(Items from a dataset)
------------------------------------
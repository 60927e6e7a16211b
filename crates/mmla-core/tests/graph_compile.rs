//! Compiling editor exports into spec trees.

use mmla_core::{
    compile, CompileError, EdgeDescriptor, NodeDescriptor, NodeState, NodeType, RawGraph,
};
use mmla_state::{FieldSpec, LeafSpec, ModuleRecord, OutputSpec};

const EXPORT: &str = r#"{
  "nodes": [
    {"id": "root", "type": "ROOT",
     "data": {"name": "Shop", "meta": {"project_name": "shop", "version": "0.3"},
              "config": {"python": "3.11"}}},
    {"id": "data", "type": "BRANCH", "parentNode": "root",
     "data": {"name": "Data layer", "status": "IMPLEMENTED"}},
    {"id": "api", "type": "BRANCH", "parentNode": "root",
     "data": {"name": "API", "dependencies": ["data"]}},
    {"id": "leaf_load", "type": "LEAF", "parentNode": "data",
     "data": {"name": "Load orders", "status": "IMPLEMENTED",
              "spec": {"inputs": [{"name": "path", "type": "str"}],
                       "outputs": [{"name": "orders", "type": "list"}]}}},
    {"id": "leaf_total", "type": "LEAF", "parentNode": "api",
     "data": {"name": "Order total", "dependencies": ["leaf_load"],
              "spec": {"inputs": [{"name": "orders", "type": "list"}],
                       "outputs": {"type": "float"},
                       "constraints": ["ignore cancelled orders"]}}}
  ],
  "edges": [
    {"id": "e1", "source": "leaf_load", "target": "leaf_total",
     "data": {"mapping": {"source_field": "orders", "target_field": "orders"}}}
  ]
}"#;

#[test]
fn editor_export_compiles_into_indexed_tree() {
    let raw = RawGraph::from_json_str(EXPORT).unwrap();
    let tree = raw.compile().unwrap();

    assert_eq!(tree.root_id(), "root");
    assert_eq!(tree.len(), 5);
    assert_eq!(tree.parent_of("leaf_total").unwrap().id, "api");
    assert_eq!(tree.status_of("leaf_load"), Some(NodeState::Implemented));
    assert_eq!(tree.status_of("leaf_total"), Some(NodeState::Locked));
    assert_eq!(tree.get("leaf_total").unwrap().node_type(), NodeType::Leaf);

    let order = tree.topological_order();
    let pos = |id: &str| order.iter().position(|o| o == id).unwrap();
    assert!(pos("leaf_load") < pos("leaf_total"));
    assert!(pos("data") < pos("api"));
}

#[test]
fn summary_and_context_views() {
    let tree = RawGraph::from_json_str(EXPORT).unwrap().compile().unwrap();

    let summary = tree.summary();
    assert_eq!(summary.project_name, "shop");
    assert_eq!(summary.version, "0.3");
    let top: Vec<&str> = summary.modules.iter().map(|m| m.id.as_str()).collect();
    assert_eq!(top, vec!["data", "api"]);
    assert_eq!(summary.modules[1].children[0].id, "leaf_total");

    let json = serde_json::to_value(&summary).unwrap();
    assert_eq!(json["modules"][0]["type"], "BRANCH");

    let ctx = tree.node_context("leaf_total").unwrap();
    assert_eq!(ctx.upstream_dependencies, vec!["leaf_load", "data"]);
    assert_eq!(ctx.global_config["python"], "3.11");
    match ctx.target_node {
        ModuleRecord::Leaf(leaf) => assert_eq!(leaf.spec.constraints.len(), 1),
        other => panic!("expected a leaf record, got {other:?}"),
    }
    assert!(tree.node_context("root").is_none());
    assert!(tree.node_context("ghost").is_none());
}

#[test]
fn document_round_trip_preserves_structure() {
    let tree = RawGraph::from_json_str(EXPORT).unwrap().compile().unwrap();
    let document = tree.to_document();

    let wire = serde_json::to_string(&document).unwrap();
    let reread: mmla_state::SpecDocument = serde_json::from_str(&wire).unwrap();
    let again = mmla_core::SpecTree::from_document(&reread).unwrap();

    assert_eq!(again.len(), tree.len());
    assert_eq!(again.summary(), tree.summary());
    assert_eq!(again.status_of("leaf_load"), Some(NodeState::Implemented));
    assert_eq!(
        again.get("leaf_total").unwrap().dependencies(),
        &["leaf_load".to_string()]
    );
}

#[test]
fn cycle_is_reported_before_type_errors() {
    let spec = |input: &str, output: &str| LeafSpec {
        inputs: vec![FieldSpec::new("x", input)],
        outputs: OutputSpec::Fields(vec![FieldSpec::new("y", output)]),
        ..LeafSpec::default()
    };
    let nodes = vec![
        NodeDescriptor::root("root"),
        NodeDescriptor::leaf("a", "root", spec("int", "str")),
        NodeDescriptor::leaf("b", "root", spec("int", "str")),
    ];
    let edges = vec![
        EdgeDescriptor::new("e1", "a", "b").with_mapping("y", "x"),
        EdgeDescriptor::new("e2", "b", "a").with_mapping("y", "x"),
    ];
    assert!(matches!(
        compile(&nodes, &edges),
        Err(CompileError::CycleDetected { .. })
    ));

    // acyclic: both mismatches surface in one error
    let nodes = vec![
        NodeDescriptor::root("root"),
        NodeDescriptor::leaf("a", "root", spec("int", "str")),
        NodeDescriptor::leaf("b", "root", spec("int", "str")),
        NodeDescriptor::leaf("c", "root", spec("int", "str")),
    ];
    let edges = vec![
        EdgeDescriptor::new("e1", "a", "b").with_mapping("y", "x"),
        EdgeDescriptor::new("e2", "b", "c").with_mapping("y", "x"),
    ];
    match compile(&nodes, &edges) {
        Err(CompileError::TypeMismatch(mismatches)) => {
            let ids: Vec<&str> = mismatches.iter().map(|m| m.edge_id.as_str()).collect();
            assert_eq!(ids, vec!["e1", "e2"]);
            assert_eq!(mismatches[0].source_type, "str");
            assert_eq!(mismatches[0].target_type, "int");
        }
        other => panic!("expected type mismatches, got {other:?}"),
    }
}

#[test]
fn root_count_is_enforced() {
    let none = vec![NodeDescriptor::branch("a", "b"), NodeDescriptor::branch("b", "a")];
    assert!(compile(&none, &[]).is_err());

    let two = vec![NodeDescriptor::root("r1"), NodeDescriptor::root("r2")];
    assert!(matches!(
        compile(&two, &[]),
        Err(CompileError::MultipleRoots { .. })
    ));

    assert!(matches!(compile(&[], &[]), Err(CompileError::NoRoot)));
}
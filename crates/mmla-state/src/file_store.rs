//! Filesystem-backed stores.
//!
//! `JsonFileSpecStore` keeps the whole specification document in one pretty
//! printed JSON file. Every write lands atomically (temp file in the same
//! directory, then rename), so readers never observe a half-written
//! document and take no lock.
//!
//! Writers are serialized twice: an async mutex per store handle, then an
//! exclusive `flock` on a sidecar `<file>.lock` that is held from the
//! revision check through the rename. The file lock covers other handles
//! and other processes on the same document.
//!
//! `JsonlAuditTrail` appends one JSON object per line.

use std::fs::{self, File};
use std::io::{BufRead, BufReader, Write};
use std::path::{Path, PathBuf};

use async_trait::async_trait;
use nix::fcntl::{Flock, FlockArg};
use tempfile::NamedTempFile;
use tokio::sync::Mutex;
use tracing::debug;

use crate::error::StorageError;
use crate::schema::SpecDocument;
use crate::storage_traits::{AuditEntry, AuditTrail, SpecStore, StorageResult};

/// Single-file JSON specification store.
#[derive(Debug)]
pub struct JsonFileSpecStore {
    path: PathBuf,
    write_lock: Mutex<()>,
}

impl JsonFileSpecStore {
    pub fn new(path: impl Into<PathBuf>) -> Self {
        Self {
            path: path.into(),
            write_lock: Mutex::new(()),
        }
    }

    pub fn path(&self) -> &Path {
        &self.path
    }

    /// Sidecar file carrying the cross-process writer lock.
    pub fn lock_path(&self) -> PathBuf {
        let mut name = self
            .path
            .file_name()
            .map(|n| n.to_os_string())
            .unwrap_or_default();
        name.push(".lock");
        self.path.with_file_name(name)
    }

    fn parent_dir(&self) -> PathBuf {
        match self.path.parent() {
            Some(p) if !p.as_os_str().is_empty() => p.to_path_buf(),
            _ => PathBuf::from("."),
        }
    }

    fn missing(&self) -> StorageError {
        StorageError::DocumentMissing {
            location: self.path.display().to_string(),
        }
    }

    fn read_document(&self) -> StorageResult<SpecDocument> {
        let bytes = fs::read(&self.path).map_err(|e| {
            if e.kind() == std::io::ErrorKind::NotFound {
                self.missing()
            } else {
                StorageError::Io(e)
            }
        })?;
        Ok(serde_json::from_slice(&bytes)?)
    }

    fn stored_document(&self) -> StorageResult<Option<SpecDocument>> {
        match self.read_document() {
            Ok(doc) => Ok(Some(doc)),
            Err(StorageError::DocumentMissing { .. }) => Ok(None),
            Err(e) => Err(e),
        }
    }

    fn write_document(&self, document: &SpecDocument) -> StorageResult<()> {
        let dir = self.parent_dir();
        fs::create_dir_all(&dir)?;

        let mut tmp = NamedTempFile::new_in(&dir)?;
        serde_json::to_writer_pretty(&mut tmp, document)?;
        tmp.write_all(b"\n")?;
        tmp.persist(&self.path).map_err(|e| e.error)?;
        Ok(())
    }

    /// Blocks (on the blocking pool) until this process owns the sidecar
    /// lock. Dropping the returned guard releases it.
    async fn acquire_file_lock(&self) -> StorageResult<Flock<File>> {
        let dir = self.parent_dir();
        let lock_path = self.lock_path();
        let locked = tokio::task::spawn_blocking(move || -> std::io::Result<Flock<File>> {
            fs::create_dir_all(&dir)?;
            let file = fs::OpenOptions::new()
                .create(true)
                .truncate(false)
                .write(true)
                .open(&lock_path)?;
            Flock::lock(file, FlockArg::LockExclusive)
                .map_err(|(_, errno)| std::io::Error::from(errno))
        })
        .await
        .map_err(|join| StorageError::Io(std::io::Error::other(join)))?;
        Ok(locked?)
    }

    /// Run `critical` with both writer locks held.
    async fn with_writer_lock<T>(
        &self,
        critical: impl FnOnce(&Self) -> StorageResult<T> + Send,
    ) -> StorageResult<T> {
        let _local = self.write_lock.lock().await;
        let _file = self.acquire_file_lock().await?;
        critical(self)
    }
}

#[async_trait]
impl SpecStore for JsonFileSpecStore {
    async fn load(&self) -> StorageResult<SpecDocument> {
        self.read_document()
    }

    async fn compare_and_swap(
        &self,
        expected_revision: u64,
        mut document: SpecDocument,
    ) -> StorageResult<u64> {
        self.with_writer_lock(move |store| {
            let actual = store
                .stored_document()?
                .ok_or_else(|| store.missing())?
                .revision;
            if actual != expected_revision {
                return Err(StorageError::RevisionConflict {
                    expected: expected_revision,
                    actual,
                });
            }
            document.revision = actual + 1;
            store.write_document(&document)?;
            debug!(path = %store.path.display(), revision = document.revision, "spec document committed");
            Ok(document.revision)
        })
        .await
    }

    async fn replace(&self, mut document: SpecDocument) -> StorageResult<u64> {
        self.with_writer_lock(move |store| {
            document.revision = store.stored_document()?.map_or(1, |d| d.revision + 1);
            store.write_document(&document)?;
            debug!(path = %store.path.display(), revision = document.revision, "spec document replaced");
            Ok(document.revision)
        })
        .await
    }

    async fn update(
        &self,
        edit: &mut (dyn for<'d> FnMut(&'d mut SpecDocument) -> bool + Send),
    ) -> StorageResult<Option<u64>> {
        self.with_writer_lock(move |store| {
            let mut document = store.stored_document()?.ok_or_else(|| store.missing())?;
            let next = document.revision + 1;
            if !edit(&mut document) {
                return Ok(None);
            }
            document.revision = next;
            store.write_document(&document)?;
            debug!(path = %store.path.display(), revision = next, "spec document updated");
            Ok(Some(next))
        })
        .await
    }
}

/// Newline-delimited JSON audit trail.
#[derive(Debug)]
pub struct JsonlAuditTrail {
    path: PathBuf,
    append_lock: Mutex<()>,
}

impl JsonlAuditTrail {
    pub fn new(path: impl Into<PathBuf>) -> Self {
        Self {
            path: path.into(),
            append_lock: Mutex::new(()),
        }
    }

    pub fn path(&self) -> &Path {
        &self.path
    }
}

#[async_trait]
impl AuditTrail for JsonlAuditTrail {
    async fn record(&self, entry: AuditEntry) -> StorageResult<()> {
        let mut line = serde_json::to_vec(&entry)?;
        line.push(b'\n');

        let _guard = self.append_lock.lock().await;
        if let Some(dir) = self.path.parent().filter(|p| !p.as_os_str().is_empty()) {
            fs::create_dir_all(dir)?;
        }
        let mut file = fs::OpenOptions::new()
            .create(true)
            .append(true)
            .open(&self.path)?;
        file.write_all(&line)?;
        debug!(
            node_id = %entry.node_id,
            attempt = entry.attempt,
            digest = %entry.code_digest.short(),
            "audit entry recorded"
        );
        Ok(())
    }

    async fn entries(&self, node_id: Option<&str>) -> StorageResult<Vec<AuditEntry>> {
        let file = match fs::File::open(&self.path) {
            Ok(f) => f,
            Err(e) if e.kind() == std::io::ErrorKind::NotFound => return Ok(Vec::new()),
            Err(e) => return Err(e.into()),
        };

        let mut out = Vec::new();
        for line in BufReader::new(file).lines() {
            let line = line?;
            if line.trim().is_empty() {
                continue;
            }
            let entry: AuditEntry = serde_json::from_str(&line)?;
            if node_id.map_or(true, |id| entry.node_id == id) {
                out.push(entry);
            }
        }
        Ok(out)
    }
}
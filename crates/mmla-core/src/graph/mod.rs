//! Architecture graph compilation.
//!
//! Turns an editor export (flat nodes with parent pointers plus typed
//! edges) into a validated, indexed [`SpecTree`]:
//!
//! - `model`: input descriptors and compiled node sum type
//! - `compiler`: indexing, Kahn ordering, edge type check, tree build
//! - `tree`: arena with parent index, summaries, document conversion
//! - `error`: `CompileError` taxonomy

pub mod compiler;
pub mod error;
pub mod model;
pub mod tree;

pub use compiler::compile;
pub use error::{CompileError, CompileResult, TypeMismatch};
pub use model::{
    EdgeData, EdgeDescriptor, FieldMapping, Node, NodeData, NodeDescriptor, NodeKind, NodeType,
    RawGraph,
};
pub use tree::{NodeContext, OutlineEntry, SpecTree, TreeSummary};
//! Error types for lifecycle operations.
//!
//! A blocked or illegal transition is not an error; it is `Ok(false)`.

use mmla_state::StorageError;
use thiserror::Error;

use crate::graph::CompileError;

#[derive(Debug, Error)]
pub enum LifecycleError {
    #[error("node not found: {node_id}")]
    NotFound { node_id: String },

    #[error("storage error: {0}")]
    Storage(#[from] StorageError),

    /// The persisted document no longer forms a valid tree.
    #[error("stored specification is invalid: {0}")]
    InvalidDocument(#[from] CompileError),

    /// The store reported a commit without running the edit to completion.
    #[error("store finished an update of {node_id} without evaluating it")]
    Unevaluated { node_id: String },
}

pub type LifecycleResult<T> = std::result::Result<T, LifecycleError>;
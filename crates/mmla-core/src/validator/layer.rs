//! Layer plumbing: outcomes, faults and the isolated runner.

use std::panic::{self, AssertUnwindSafe};

use mmla_state::LeafSpec;
use thiserror::Error;

use crate::validator::report::LayerResult;
use crate::validator::sample::ParsedSample;

/// What a layer concluded about a sample.
#[derive(Debug, Clone, PartialEq, Eq)]
pub struct LayerOutcome {
    pub passed: bool,
    pub message: String,
}

impl LayerOutcome {
    pub fn pass(message: impl Into<String>) -> Self {
        Self {
            passed: true,
            message: message.into(),
        }
    }

    pub fn fail(message: impl Into<String>) -> Self {
        Self {
            passed: false,
            message: message.into(),
        }
    }

    pub fn verdict(passed: bool, message: impl Into<String>) -> Self {
        Self {
            passed,
            message: message.into(),
        }
    }
}

/// A layer could not reach a conclusion. Recorded as a failed layer.
#[derive(Debug, Clone, PartialEq, Eq, Error)]
pub enum LayerFault {
    #[error("sample does not parse ({detail})")]
    Unparsable { detail: String },

    #[error("check failed: {0}")]
    Internal(String),
}

pub type LayerCheckResult = std::result::Result<LayerOutcome, LayerFault>;

/// Everything a layer may look at.
pub struct LayerInput<'a> {
    pub sample: &'a ParsedSample<'a>,
    pub spec: &'a LeafSpec,
}

pub type LayerCheck = fn(&LayerInput<'_>) -> LayerCheckResult;

/// One entry of the fixed layer table.
pub struct LayerDef {
    pub index: u8,
    pub name: &'static str,
    pub check: LayerCheck,
}

impl LayerDef {
    /// Run the check. A fault or a panic inside the check becomes a failed
    /// result for this layer only.
    pub fn run(&self, input: &LayerInput<'_>) -> LayerResult {
        let outcome = panic::catch_unwind(AssertUnwindSafe(|| (self.check)(input)));
        match outcome {
            Ok(Ok(o)) => LayerResult {
                index: self.index,
                name: self.name.to_string(),
                passed: o.passed,
                message: o.message,
            },
            Ok(Err(fault)) => LayerResult::fail(self.index, self.name, fault.to_string()),
            Err(payload) => {
                let reason = payload
                    .downcast_ref::<&str>()
                    .map(|s| s.to_string())
                    .or_else(|| payload.downcast_ref::<String>().cloned())
                    .unwrap_or_else(|| "unknown panic".to_string());
                tracing::warn!(layer = self.index, %reason, "validation layer panicked");
                LayerResult::fail(self.index, self.name, format!("check aborted: {reason}"))
            }
        }
    }
}
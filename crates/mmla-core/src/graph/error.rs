//! Error types for graph compilation.

use serde::Serialize;
use thiserror::Error;

/// A mapped edge whose endpoint field types disagree.
#[derive(Debug, Clone, PartialEq, Eq, Serialize)]
pub struct TypeMismatch {
    pub edge_id: String,
    pub source_node_id: String,
    pub source_field: String,
    pub source_type: String,
    pub target_node_id: String,
    pub target_field: String,
    pub target_type: String,
}

impl std::fmt::Display for TypeMismatch {
    fn fmt(&self, f: &mut std::fmt::Formatter<'_>) -> std::fmt::Result {
        write!(
            f,
            "edge {}: {}.{}({}) -> {}.{}({})",
            self.edge_id,
            self.source_node_id,
            self.source_field,
            self.source_type,
            self.target_node_id,
            self.target_field,
            self.target_type
        )
    }
}

/// Why a graph could not be compiled. No tree is produced on any of these.
#[derive(Debug, Clone, PartialEq, Eq, Error)]
pub enum CompileError {
    #[error("duplicate node id: {id}")]
    DuplicateNode { id: String },

    #[error("node {node} depends on unknown node {dependency}")]
    UnknownDependency { node: String, dependency: String },

    #[error("node {node} lists itself as a dependency")]
    SelfDependency { node: String },

    #[error("cycle detected among nodes: {nodes:?}")]
    CycleDetected { nodes: Vec<String> },

    #[error("{} type mismatch(es): {}", .0.len(), join_mismatches(.0))]
    TypeMismatch(Vec<TypeMismatch>),

    #[error("no ROOT node found")]
    NoRoot,

    #[error("multiple ROOT nodes found: {roots:?}")]
    MultipleRoots { roots: Vec<String> },

    #[error("node {node} names unknown parent {parent}")]
    UnknownParent { node: String, parent: String },

    #[error("node {node} cannot be placed under {parent}: {reason}")]
    InvalidParent {
        node: String,
        parent: String,
        reason: String,
    },

    #[error("node {node} is not reachable from the root")]
    OrphanNode { node: String },
}

fn join_mismatches(mismatches: &[TypeMismatch]) -> String {
    mismatches
        .iter()
        .map(ToString::to_string)
        .collect::<Vec<_>>()
        .join("; ")
}

/// Convenience result alias.
pub type CompileResult<T> = std::result::Result<T, CompileError>;

#[cfg(test)]
mod tests {
    use super::*;

    #[test]
    fn type_mismatch_error_lists_every_edge() {
        let m = |edge: &str| TypeMismatch {
            edge_id: edge.to_string(),
            source_node_id: "a".to_string(),
            source_field: "total".to_string(),
            source_type: "int".to_string(),
            target_node_id: "b".to_string(),
            target_field: "label".to_string(),
            target_type: "str".to_string(),
        };
        let msg = CompileError::TypeMismatch(vec![m("e1"), m("e2")]).to_string();
        assert!(msg.starts_with("2 type mismatch"));
        assert!(msg.contains("edge e1: a.total(int) -> b.label(str)"));
        assert!(msg.contains("edge e2"));
    }

    #[test]
    fn cycle_error_names_nodes() {
        let err = CompileError::CycleDetected {
            nodes: vec!["x".into(), "y".into()],
        };
        let msg = err.to_string();
        assert!(msg.contains("\"x\""));
        assert!(msg.contains("\"y\""));
    }
}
------------------------------------
_Goal of the exercise_
The lines to copy are those above that contain the string "FieldSpec".

_Response_
use mmla_state::{FieldSpec, LeafSpec, ModuleRecord, OutputSpec};
        inputs: vec![FieldSpec::new("x", input)],
        outputs: OutputSpec::Fields(vec![FieldSpec::new("y", output)]),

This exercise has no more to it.